* [EXERCISE]:
Report only the number of lines in the following entries where the word "left" occurs.

Stored items:
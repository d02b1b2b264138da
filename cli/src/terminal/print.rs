use colored::*;
use tracing::info;
use unicode_width::UnicodeWidthStr;

use crate::terminal::colors;

pub const TOTAL_WIDTH: usize = 64;
pub const PRINT_TARGET: &str = "lanseek::print";

/// Key width used by [`aligned_line`].
const KEY_WIDTH: usize = 10;

pub fn print(msg: &str) {
    info!(target: PRINT_TARGET, raw_msg = msg);
}

pub fn header(msg: &str, q_level: u8) {
    if q_level > 0 {
        return;
    }

    let formatted: String = format!("⟦ {} ⟧", msg);
    let msg_len: usize = formatted.chars().count();

    let dash_count: usize = TOTAL_WIDTH.saturating_sub(msg_len);
    let left: usize = dash_count / 2;
    let right: usize = dash_count - left;

    let line: ColoredString = format!(
        "{}{}{}",
        "─".repeat(left),
        formatted.to_uppercase().bright_green(),
        "─".repeat(right)
    )
    .bright_black();

    print(&format!("{}", line));
}

pub fn fat_separator() {
    let sep: ColoredString = "═".repeat(TOTAL_WIDTH).bright_black();
    print(&format!("{}", sep));
}

pub fn aligned_line(key: &str, value: ColoredString) {
    let dots: String = ".".repeat((KEY_WIDTH + 1).saturating_sub(key.len()));
    let colon: String = format!(
        "{}{}",
        dots.color(colors::SEPARATOR),
        ":".color(colors::SEPARATOR)
    );
    print_status(format!("{}{} {}", key.color(colors::PRIMARY), colon, value));
}

pub fn print_status<T: AsRef<str>>(msg: T) {
    let prefix: ColoredString = ">".color(colors::SEPARATOR);
    let message: String = format!("{} {}", prefix, msg.as_ref().color(colors::TEXT_DEFAULT));
    print(&message);
}

pub fn tree_head(name: &str) {
    print(&format!("{} {}", "◆".color(colors::ACCENT), name.color(colors::PRIMARY)));
}

pub fn as_tree_one_level(key_value_pair: Vec<(String, ColoredString)>) {
    let key_width = key_value_pair
        .iter()
        .map(|(key, _)| key.len())
        .max()
        .unwrap_or(0);

    for (i, (key, value)) in key_value_pair.iter().enumerate() {
        let last: bool = i + 1 == key_value_pair.len();
        let branch: ColoredString = if !last {
            "├─".bright_black()
        } else {
            "└─".bright_black()
        };
        let output: String = format!(
            " {} {}{}{} {}",
            branch,
            key.color(colors::TEXT_DEFAULT),
            ".".repeat(key_width + 1 - key.len()).color(colors::SEPARATOR),
            ":".color(colors::SEPARATOR),
            value
        );
        print(&output);
    }
}

pub fn centerln(msg: &str) {
    let space = " ".repeat(TOTAL_WIDTH.saturating_sub(UnicodeWidthStr::width(msg)) / 2);
    print(&format!("{}{}{}", space, msg, space));
}

const NOT_FOUND: &str = r#"
         _   _  ___ _____   _____ ___  _   _ _   _ ____
        | \ | |/ _ \_   _| |  ___/ _ \| | | | \ | |  _ \
        |  \| | | | || |   | |_ | | | | | | |  \| | | | |
        | |\  | |_| || |   |  _|| |_| | |_| | |\  | |_| |
        |_| \_|\___/ |_|   |_|   \___/ \___/|_| \_|____/
"#;

pub fn no_results(q_level: u8) {
    if q_level > 1 {
        return;
    }
    print(&format!("{}", NOT_FOUND.red().bold()));
}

* [YOUR SOLUTION]:
3